The random coefficients model is an extension of the linear regression model that allows for unobserved heterogeneity in the population by modeling the regression coefficients as random variables. Given data from this model, the statistical challenge is to recover information about the joint density of the random coefficients which is a multivariate and ill-posed problem. Because of the curse of dimensionality and the ill-posedness, pointwise nonparametric estimation of the joint density is difficult and suffers from slow convergence rates. Larger features, such as an increase of the density along some direction or a well-accentuated mode can, however, be much easier detected from data by means of statistical tests.
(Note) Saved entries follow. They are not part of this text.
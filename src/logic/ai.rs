//! AI Client Seam
//!
//! The analyzers consume a single narrow interface: `complete(prompt, opts)`.
//! Vendor adapters live outside the core and are injected at construction;
//! tests substitute scripted fakes without any global state.
//!
//! Retry policy: exponential backoff (base 500 ms, cap 5 s, jitter +-20%),
//! `retry_after` hints honored, and the record deadline observed between
//! attempts so a cancelled record never sleeps through another backoff.

use std::sync::Arc;
use std::time::Duration;

use async_trait::async_trait;
use rand::Rng;
use tokio::time::Instant;

// ============================================================================
// ERRORS
// ============================================================================

/// Failure taxonomy for one completion call.
#[derive(Debug, Clone)]
pub enum AiError {
    /// The call exceeded its per-call timeout.
    Timeout,
    /// The provider shed load; `retry_after` is an optional server hint.
    RateLimited { retry_after: Option<Duration> },
    /// The provider answered, but not with anything parseable.
    InvalidResponse(String),
    /// The provider failed outright.
    ServiceError(String),
}

impl std::fmt::Display for AiError {
    fn fmt(&self, f: &mut std::fmt::Formatter<'_>) -> std::fmt::Result {
        match self {
            AiError::Timeout => write!(f, "ai call timed out"),
            AiError::RateLimited { retry_after } => match retry_after {
                Some(d) => write!(f, "ai rate limited (retry after {:?})", d),
                None => write!(f, "ai rate limited"),
            },
            AiError::InvalidResponse(msg) => write!(f, "ai returned invalid response: {}", msg),
            AiError::ServiceError(msg) => write!(f, "ai service error: {}", msg),
        }
    }
}

impl std::error::Error for AiError {}

// ============================================================================
// CLIENT INTERFACE
// ============================================================================

/// Generation options forwarded to the adapter.
#[derive(Debug, Clone)]
pub struct CompletionOptions {
    pub temperature: f64,
    pub top_p: f64,
    pub top_k: u32,
    pub max_output_tokens: u32,
    pub timeout: Duration,
}

/// The injected completion interface.
#[async_trait]
pub trait AiClient: Send + Sync {
    async fn complete(&self, prompt: &str, opts: &CompletionOptions) -> Result<String, AiError>;

    /// Startup probe; adapters that hold connections can override.
    async fn healthcheck(&self) -> Result<(), AiError> {
        Ok(())
    }
}

/// Wrap one call in its per-call timeout.
pub async fn complete_with_timeout(
    client: &dyn AiClient,
    prompt: &str,
    opts: &CompletionOptions,
) -> Result<String, AiError> {
    match tokio::time::timeout(opts.timeout, client.complete(prompt, opts)).await {
        Ok(result) => result,
        Err(_) => Err(AiError::Timeout),
    }
}

// ============================================================================
// RETRY
// ============================================================================

pub const BACKOFF_BASE: Duration = Duration::from_millis(500);
pub const BACKOFF_CAP: Duration = Duration::from_secs(5);
const JITTER_FRACTION: f64 = 0.2;

#[derive(Debug, Clone, Copy)]
pub struct RetryPolicy {
    pub max_retries: u32,
}

/// Delay before retry number `attempt` (1-based), with jitter applied.
fn backoff_delay(attempt: u32) -> Duration {
    let exp = BACKOFF_BASE.saturating_mul(1u32 << (attempt - 1).min(16));
    let capped = exp.min(BACKOFF_CAP);
    let jitter = rand::thread_rng().gen_range(-JITTER_FRACTION..=JITTER_FRACTION);
    capped.mul_f64(1.0 + jitter)
}

/// Run `op` until it succeeds, retries are exhausted, or the deadline would
/// be crossed by the next backoff sleep. Every `AiError` is worth another
/// attempt: transient failures clear up, and an `InvalidResponse` usually
/// parses on a fresh sample at low temperature. The attempt index is passed
/// through so callers can vary prompts or log context per attempt.
pub async fn retry_with_backoff<T, F, Fut>(
    policy: RetryPolicy,
    deadline: Instant,
    mut op: F,
) -> Result<T, AiError>
where
    F: FnMut(u32) -> Fut,
    Fut: std::future::Future<Output = Result<T, AiError>>,
{
    let mut attempt: u32 = 0;
    loop {
        match op(attempt).await {
            Ok(value) => return Ok(value),
            Err(err) => {
                attempt += 1;
                if attempt > policy.max_retries {
                    return Err(err);
                }

                let mut delay = backoff_delay(attempt);
                if let AiError::RateLimited {
                    retry_after: Some(hint),
                } = &err
                {
                    delay = delay.max(*hint).min(BACKOFF_CAP);
                }

                // Cancellation point: never start a sleep the deadline
                // cannot absorb.
                if Instant::now() + delay >= deadline {
                    return Err(err);
                }
                tokio::time::sleep(delay).await;
            }
        }
    }
}

// ============================================================================
// OFFLINE CLIENT
// ============================================================================

/// Heuristic client used when no vendor adapter is configured. Mirrors the
/// shape of a real completion (strict JSON) so the rest of the pipeline is
/// exercised end-to-end, while scoring with cheap text statistics instead of
/// a model. Threat judgment is left to the pre-filter by always answering
/// `none` with zero confidence.
pub struct OfflineAiClient;

#[async_trait]
impl AiClient for OfflineAiClient {
    async fn complete(&self, prompt: &str, _opts: &CompletionOptions) -> Result<String, AiError> {
        if prompt.contains("\"coherence\"") {
            let response = extract_section(prompt, "RESPONSE:").unwrap_or_default();
            let words = response.split_whitespace().count();
            let sentences = response
                .split(['.', '!', '?'])
                .filter(|s| !s.trim().is_empty())
                .count();
            let coherence = if sentences > 0 { 0.9 } else { 0.4 };
            let completeness = if response.len() < 20 {
                0.5
            } else if words >= 5 {
                0.9
            } else {
                0.7
            };
            Ok(serde_json::json!({
                "coherence": coherence,
                "relevance": 0.85,
                "completeness": completeness,
                "explanation": "offline heuristic scoring"
            })
            .to_string())
        } else {
            Ok(serde_json::json!({
                "kind": "none",
                "confidence": 0.0,
                "severity": "low",
                "indicators": []
            })
            .to_string())
        }
    }
}

fn extract_section<'a>(prompt: &'a str, header: &str) -> Option<&'a str> {
    let start = prompt.find(header)? + header.len();
    let rest = &prompt[start..];
    let end = rest.find("\n\n").unwrap_or(rest.len());
    Some(rest[..end].trim())
}

pub type SharedAiClient = Arc<dyn AiClient>;

// ============================================================================
// TESTS
// ============================================================================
In this article, we follow this strategy and construct tests and confidence statements for qualitative features of the joint density, such as increases, decreases and modes. We propose a multiple testing approach based on aggregating single tests which are designed to extract shape information on fixed scales and directions. Using recent tools for Gaussian approximations of multivariate empirical processes, we derive expressions for the critical value. We apply our method to simulated and real data.

Suggested Citation

  • Fabian Dunker & Konstantin Eckle & Katharina Proksch & Johannes Schmidt-Hieber, 2017. "Tests for qualitative features in the random coefficients model," Papers 1704.01066, arXiv.org, revised Mar 2018.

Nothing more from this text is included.